-- TASK --
Filter these entries down to the lines that hold the word "unwrap", and show each of them.

-- Saved entries --
^^^^^^^^^^^^^^^^

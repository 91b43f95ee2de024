//! Per-page filter manifest: a page's declared filters joined against the
//! language catalog.
//!
//! Options sources may be templated on earlier filters. With `color` offering
//! `red | blue` and `finish` offering `matte | gloss`, the source
//! `<FINISH>_<COLOR>_paint_options` expands to
//!
//! ```text
//! matte_red_paint_options   matte_blue_paint_options
//! gloss_red_paint_options   gloss_blue_paint_options
//! ```
//!
//! and the filter's possible values are the union of those sets' options.
//! Problems found here are soft: they are listed in
//! [`PageFiltersManifest::errors`] and the offending filter is left out.

use super::catalog::{Allowlist, OptionCatalog};
use crate::frontmatter::{Frontmatter, MinifiedPageFilterConfig, PageFilterConfig};
use indexmap::IndexMap;
use regex::Regex;
use serde::Serialize;
use std::collections::BTreeMap;
use std::sync::LazyLock;

/// `<FILTER_ID>` inside an options source.
static OPTIONS_SOURCE_PLACEHOLDER: LazyLock<Regex> =
    LazyLock::new(|| Regex::new(r"<([A-Z0-9_]+)>").unwrap());

/// A declared filter after joining with the catalog.
#[derive(Debug, Clone, PartialEq, Serialize)]
pub struct ManifestFilter {
    pub config: PageFilterConfig,
    /// Selected when the reader has not chosen a value.
    pub default_value: Option<String>,
    /// Option ids across every set the options source can expand to.
    pub possible_values: Vec<String>,
}

#[derive(Debug, Clone, Default, PartialEq, Serialize)]
pub struct PageFiltersManifest {
    /// Filters by id, in declaration order.
    pub filters: IndexMap<String, ManifestFilter>,
    /// Every option set the page can reach.
    pub option_sets: OptionCatalog,
    pub errors: Vec<String>,
}

impl PageFiltersManifest {
    /// Short-key projection embedded in generated pages.
    pub fn minified(&self) -> Vec<MinifiedPageFilterConfig> {
        self.filters
            .values()
            .map(|filter| MinifiedPageFilterConfig::from(&filter.config))
            .collect()
    }

    pub fn default_values(&self) -> BTreeMap<&str, &str> {
        self.filters
            .iter()
            .filter_map(|(id, filter)| Some((id.as_str(), filter.default_value.as_deref()?)))
            .collect()
    }

    pub fn is_empty(&self) -> bool {
        self.filters.is_empty()
    }
}

/// Join a page's filters with the catalog, checking ids against the allow-list.
pub fn build_manifest(
    frontmatter: &Frontmatter,
    catalog: &OptionCatalog,
    allowlist: &Allowlist,
) -> PageFiltersManifest {
    join_filters(frontmatter, catalog, Some(allowlist))
}

/// The subset of the catalog a page's filters can reach.
pub fn options_for_page(frontmatter: &Frontmatter, catalog: &OptionCatalog) -> OptionCatalog {
    join_filters(frontmatter, catalog, None).option_sets
}

fn join_filters(
    frontmatter: &Frontmatter,
    catalog: &OptionCatalog,
    allowlist: Option<&Allowlist>,
) -> PageFiltersManifest {
    let mut manifest = PageFiltersManifest::default();

    for config in frontmatter.filters() {
        let id = &config.id;
        if let Some(allowlist) = allowlist
            && !allowlist.allows_filter(id)
        {
            manifest
                .errors
                .push(format!("Unrecognized filter id `{id}`: not in the allow-list"));
            continue;
        }

        let set_ids = match expand_options_source(&config.options_source, &manifest.filters, |f| {
            &f.possible_values
        }) {
            Ok(set_ids) => set_ids,
            Err(placeholder) => {
                manifest.errors.push(format!(
                    "Options source `{}` of filter `{id}` references `<{placeholder}>`, which does not match an earlier filter",
                    config.options_source
                ));
                continue;
            }
        };

        let mut possible_values: Vec<String> = Vec::new();
        let mut resolved_any = false;
        for set_id in &set_ids {
            let Some(options) = catalog.get(set_id) else {
                manifest
                    .errors
                    .push(format!("Unknown options source `{set_id}` for filter `{id}`"));
                continue;
            };
            resolved_any = true;
            manifest.option_sets.insert(set_id.clone(), options.to_vec());
            for option in options {
                if !possible_values.contains(&option.id) {
                    possible_values.push(option.id.clone());
                }
            }
        }
        if !resolved_any {
            continue;
        }

        let default_value = match &config.default_value {
            Some(explicit) if possible_values.contains(explicit) => Some(explicit.clone()),
            Some(explicit) => {
                manifest.errors.push(format!(
                    "Default value `{explicit}` of filter `{id}` is not one of its options"
                ));
                catalog_default(&config.options_source, &manifest.filters, catalog)
            }
            None => catalog_default(&config.options_source, &manifest.filters, catalog),
        };

        manifest.filters.insert(
            id.clone(),
            ManifestFilter {
                config: config.clone(),
                default_value,
                possible_values,
            },
        );
    }

    manifest
}

/// Default option of the set reached by substituting earlier filters' defaults.
fn catalog_default(
    options_source: &str,
    filters: &IndexMap<String, ManifestFilter>,
    catalog: &OptionCatalog,
) -> Option<String> {
    let defaults: IndexMap<String, Vec<String>> = filters
        .iter()
        .filter_map(|(id, f)| Some((id.clone(), vec![f.default_value.clone()?])))
        .collect();
    let set_id = expand_options_source(options_source, &defaults, |values| values)
        .ok()?
        .into_iter()
        .next()?;
    catalog.default_option(&set_id).map(|o| o.id.clone())
}

/// Expand `<FILTER_ID>` placeholders over each referenced filter's values,
/// left to right. Returns the unmatched placeholder on failure.
fn expand_options_source<T>(
    source: &str,
    filters: &IndexMap<String, T>,
    values_of: impl Fn(&T) -> &Vec<String>,
) -> Result<Vec<String>, String> {
    let mut expanded = vec![String::new()];
    let mut last = 0;

    for caps in OPTIONS_SOURCE_PLACEHOLDER.captures_iter(source) {
        let (Some(whole), Some(name)) = (caps.get(0), caps.get(1)) else {
            continue;
        };
        let literal = &source[last..whole.start()];
        let values = filters
            .get(&name.as_str().to_lowercase())
            .map(&values_of)
            .ok_or_else(|| name.as_str().to_string())?;

        expanded = expanded
            .iter()
            .flat_map(|prefix| values.iter().map(move |v| format!("{prefix}{literal}{v}")))
            .collect();
        last = whole.end();
    }

    let tail = &source[last..];
    Ok(expanded.into_iter().map(|s| s + tail).collect())
}

#[cfg(test)]
mod tests {
    use super::*;
    use crate::filters::catalog::FilterOption;
    use crate::frontmatter::parse_frontmatter;

    fn option(id: &str, default: bool) -> FilterOption {
        FilterOption {
            id: id.to_string(),
            display_name: id.to_uppercase(),
            default,
        }
    }

    fn catalog() -> OptionCatalog {
        let mut catalog = OptionCatalog::default();
        catalog.insert(
            "color_options".into(),
            vec![option("red", true), option("blue", false)],
        );
        catalog.insert(
            "finish_options".into(),
            vec![option("matte", false), option("gloss", true)],
        );
        for (finish, color) in [
            ("matte", "red"),
            ("matte", "blue"),
            ("gloss", "red"),
            ("gloss", "blue"),
        ] {
            catalog.insert(
                format!("{finish}_{color}_paint_options"),
                vec![
                    option(&format!("{color}_{finish}_a"), true),
                    option(&format!("{color}_{finish}_b"), false),
                ],
            );
        }
        catalog
    }

    fn allowlist(filter_ids: &[&str]) -> Allowlist {
        Allowlist {
            filter_ids: filter_ids.iter().map(|s| s.to_string()).collect(),
            option_ids: Default::default(),
        }
    }

    fn page(filters: &str) -> Frontmatter {
        parse_frontmatter(&format!("title: Paint\npage_filters:\n{filters}")).unwrap()
    }

    const PAINT_FILTERS: &str = "  - display_name: color
    id: color
    options_source: color_options
  - display_name: finish
    id: finish
    options_source: finish_options
  - display_name: paint
    id: paint
    options_source: <FINISH>_<COLOR>_paint_options
";

    #[test]
    fn simple_filters_join_catalog() {
        let fm = page(PAINT_FILTERS);
        let manifest = build_manifest(&fm, &catalog(), &allowlist(&["color", "finish", "paint"]));

        assert!(manifest.errors.is_empty(), "{:?}", manifest.errors);
        let color = &manifest.filters["color"];
        assert_eq!(color.possible_values, vec!["red", "blue"]);
        assert_eq!(color.default_value.as_deref(), Some("red"));
        assert_eq!(
            manifest.filters["finish"].default_value.as_deref(),
            Some("gloss")
        );
    }

    #[test]
    fn placeholders_expand_left_to_right() {
        let fm = page(PAINT_FILTERS);
        let manifest = build_manifest(&fm, &catalog(), &allowlist(&["color", "finish", "paint"]));

        let paint = &manifest.filters["paint"];
        assert_eq!(
            paint.possible_values,
            vec![
                "red_matte_a",
                "red_matte_b",
                "blue_matte_a",
                "blue_matte_b",
                "red_gloss_a",
                "red_gloss_b",
                "blue_gloss_a",
                "blue_gloss_b",
            ]
        );
        // finish=gloss, color=red → gloss_red_paint_options
        assert_eq!(paint.default_value.as_deref(), Some("red_gloss_a"));
        assert_eq!(manifest.option_sets.len(), 6);
    }

    #[test]
    fn explicit_default_wins_when_valid() {
        let fm = page(
            "  - display_name: color\n    id: color\n    options_source: color_options\n    default_value: blue\n",
        );
        let manifest = build_manifest(&fm, &catalog(), &allowlist(&["color"]));
        assert_eq!(
            manifest.default_values(),
            BTreeMap::from([("color", "blue")])
        );
    }

    #[test]
    fn invalid_default_reported_and_replaced() {
        let fm = page(
            "  - display_name: color\n    id: color\n    options_source: color_options\n    default_value: green\n",
        );
        let manifest = build_manifest(&fm, &catalog(), &allowlist(&["color"]));
        assert_eq!(manifest.errors.len(), 1);
        assert!(manifest.errors[0].contains("green"));
        assert_eq!(
            manifest.filters["color"].default_value.as_deref(),
            Some("red")
        );
    }

    #[test]
    fn filter_outside_allowlist_skipped() {
        let fm = page(PAINT_FILTERS);
        let manifest = build_manifest(&fm, &catalog(), &allowlist(&["color", "paint"]));
        assert!(!manifest.filters.contains_key("finish"));
        assert!(manifest.errors[0].contains("finish"));
        // paint now references a filter that was dropped
        assert!(!manifest.filters.contains_key("paint"));
        assert_eq!(manifest.errors.len(), 2);
    }

    #[test]
    fn unknown_options_source_reported() {
        let fm = page("  - display_name: size\n    id: size\n    options_source: size_options\n");
        let manifest = build_manifest(&fm, &catalog(), &allowlist(&["size"]));
        assert!(manifest.is_empty());
        assert_eq!(
            manifest.errors,
            vec!["Unknown options source `size_options` for filter `size`"]
        );
    }

    #[test]
    fn unresolvable_expansion_drops_filter() {
        let mut catalog = catalog();
        catalog.insert("extra_options".into(), vec![option("solo", true)]);
        let fm = page(
            "  - display_name: extra\n    id: extra\n    options_source: extra_options\n  - display_name: derived\n    id: derived\n    options_source: <EXTRA>_x\n",
        );
        let manifest = build_manifest(&fm, &catalog, &allowlist(&["extra", "derived"]));
        assert!(!manifest.filters.contains_key("derived"));
        assert_eq!(manifest.errors.len(), 1);
        assert!(manifest.errors[0].contains("solo_x"));
    }

    #[test]
    fn minified_follows_declaration_order() {
        let fm = page(PAINT_FILTERS);
        let manifest = build_manifest(&fm, &catalog(), &allowlist(&["color", "finish", "paint"]));
        let ids: Vec<String> = manifest.minified().into_iter().map(|m| m.id).collect();
        assert_eq!(ids, vec!["color", "finish", "paint"]);
    }

    #[test]
    fn options_for_page_ignores_allowlist() {
        let fm = page(PAINT_FILTERS);
        let options = options_for_page(&fm, &catalog());
        assert_eq!(options.len(), 6);
        assert!(options.contains("color_options"));
        assert!(options.contains("gloss_blue_paint_options"));
    }

    #[test]
    fn page_without_filters_has_empty_manifest() {
        let fm = parse_frontmatter("title: Plain").unwrap();
        let manifest = build_manifest(&fm, &catalog(), &allowlist(&[]));
        assert!(manifest.is_empty());
        assert!(manifest.minified().is_empty());
        assert!(manifest.errors.is_empty());
    }

    #[test]
    fn expansion_without_placeholders_is_identity() {
        let filters: IndexMap<String, Vec<String>> = IndexMap::new();
        assert_eq!(
            expand_options_source("color_options", &filters, |v| v),
            Ok(vec!["color_options".to_string()])
        );
        assert_eq!(
            expand_options_source("<COLOR>_options", &filters, |v| v),
            Err("COLOR".to_string())
        );
    }
}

^^^^^^^^^^^^^^^^

-- RESPONSE --
    LazyLock::new(|| Regex::new(r"<([A-Z0-9_]+)>").unwrap());
        parse_frontmatter(&format!("title: Paint\npage_filters:\n{filters}")).unwrap()
        let fm = parse_frontmatter("title: Plain").unwrap();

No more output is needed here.